»»

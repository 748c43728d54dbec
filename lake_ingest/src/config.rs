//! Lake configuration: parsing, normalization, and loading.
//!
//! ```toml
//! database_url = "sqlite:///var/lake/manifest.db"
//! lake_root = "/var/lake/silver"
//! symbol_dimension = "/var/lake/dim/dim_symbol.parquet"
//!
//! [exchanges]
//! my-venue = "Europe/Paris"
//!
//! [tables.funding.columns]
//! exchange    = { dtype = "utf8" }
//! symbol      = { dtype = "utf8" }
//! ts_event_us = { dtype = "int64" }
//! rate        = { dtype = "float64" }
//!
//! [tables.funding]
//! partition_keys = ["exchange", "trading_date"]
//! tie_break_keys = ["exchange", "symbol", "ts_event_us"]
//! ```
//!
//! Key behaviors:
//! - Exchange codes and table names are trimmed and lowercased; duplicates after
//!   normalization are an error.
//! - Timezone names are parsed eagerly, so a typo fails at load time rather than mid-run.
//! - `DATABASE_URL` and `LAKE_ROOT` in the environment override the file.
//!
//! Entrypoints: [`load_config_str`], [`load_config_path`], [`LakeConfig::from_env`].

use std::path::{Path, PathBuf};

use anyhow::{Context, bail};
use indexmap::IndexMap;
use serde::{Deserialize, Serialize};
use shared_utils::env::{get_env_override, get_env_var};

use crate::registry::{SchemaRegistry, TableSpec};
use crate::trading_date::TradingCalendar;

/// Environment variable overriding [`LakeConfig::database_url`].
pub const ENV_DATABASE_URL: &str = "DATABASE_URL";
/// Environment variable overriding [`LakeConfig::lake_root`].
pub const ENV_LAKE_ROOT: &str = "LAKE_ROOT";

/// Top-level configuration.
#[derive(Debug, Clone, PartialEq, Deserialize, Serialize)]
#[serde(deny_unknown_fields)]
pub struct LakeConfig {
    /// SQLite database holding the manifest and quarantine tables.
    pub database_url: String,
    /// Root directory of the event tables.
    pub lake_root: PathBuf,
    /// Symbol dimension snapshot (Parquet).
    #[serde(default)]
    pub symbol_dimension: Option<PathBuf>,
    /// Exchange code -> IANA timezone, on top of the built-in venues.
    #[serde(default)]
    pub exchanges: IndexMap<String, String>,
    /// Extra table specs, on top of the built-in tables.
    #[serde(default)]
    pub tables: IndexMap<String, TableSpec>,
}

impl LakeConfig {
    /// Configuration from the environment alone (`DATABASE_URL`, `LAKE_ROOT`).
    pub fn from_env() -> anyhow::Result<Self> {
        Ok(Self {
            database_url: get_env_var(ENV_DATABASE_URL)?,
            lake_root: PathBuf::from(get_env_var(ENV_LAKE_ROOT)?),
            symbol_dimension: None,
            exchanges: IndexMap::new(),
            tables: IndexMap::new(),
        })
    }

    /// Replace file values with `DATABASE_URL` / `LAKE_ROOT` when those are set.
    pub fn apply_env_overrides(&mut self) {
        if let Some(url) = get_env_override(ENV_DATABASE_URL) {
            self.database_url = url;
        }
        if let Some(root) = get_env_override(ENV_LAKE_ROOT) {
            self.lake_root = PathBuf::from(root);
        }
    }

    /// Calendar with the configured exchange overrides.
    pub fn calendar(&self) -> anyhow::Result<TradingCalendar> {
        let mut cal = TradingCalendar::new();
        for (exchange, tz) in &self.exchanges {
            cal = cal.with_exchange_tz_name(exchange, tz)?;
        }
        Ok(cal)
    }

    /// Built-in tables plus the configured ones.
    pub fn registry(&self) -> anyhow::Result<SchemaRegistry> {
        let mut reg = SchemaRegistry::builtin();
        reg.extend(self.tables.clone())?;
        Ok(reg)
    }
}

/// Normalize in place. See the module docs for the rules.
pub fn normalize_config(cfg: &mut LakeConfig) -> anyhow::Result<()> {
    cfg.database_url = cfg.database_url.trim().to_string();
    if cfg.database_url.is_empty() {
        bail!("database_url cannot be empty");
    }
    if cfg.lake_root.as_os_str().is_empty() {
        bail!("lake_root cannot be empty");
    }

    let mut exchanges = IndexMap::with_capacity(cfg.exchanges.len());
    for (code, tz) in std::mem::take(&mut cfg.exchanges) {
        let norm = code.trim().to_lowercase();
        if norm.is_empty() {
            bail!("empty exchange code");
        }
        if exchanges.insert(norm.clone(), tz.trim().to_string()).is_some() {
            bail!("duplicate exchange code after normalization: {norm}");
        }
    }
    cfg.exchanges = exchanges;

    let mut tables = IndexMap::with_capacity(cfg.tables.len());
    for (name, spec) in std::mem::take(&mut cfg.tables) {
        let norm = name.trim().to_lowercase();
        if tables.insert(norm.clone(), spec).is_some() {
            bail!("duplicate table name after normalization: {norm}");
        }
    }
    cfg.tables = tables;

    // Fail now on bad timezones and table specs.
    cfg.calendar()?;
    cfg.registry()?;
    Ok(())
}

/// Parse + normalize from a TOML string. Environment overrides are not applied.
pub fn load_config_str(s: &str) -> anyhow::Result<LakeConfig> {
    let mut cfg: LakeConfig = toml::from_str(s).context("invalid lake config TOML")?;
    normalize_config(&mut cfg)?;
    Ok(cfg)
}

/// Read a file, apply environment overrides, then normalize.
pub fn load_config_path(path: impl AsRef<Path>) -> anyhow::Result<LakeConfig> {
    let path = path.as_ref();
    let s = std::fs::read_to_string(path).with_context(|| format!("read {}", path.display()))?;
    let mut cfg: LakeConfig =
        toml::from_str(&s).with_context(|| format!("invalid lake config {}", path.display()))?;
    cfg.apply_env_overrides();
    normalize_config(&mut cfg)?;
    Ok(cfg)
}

««

Your job is to return all lines above that hold the word "cannot".

[Your response]
        bail!("database_url cannot be empty");
        bail!("lake_root cannot be empty");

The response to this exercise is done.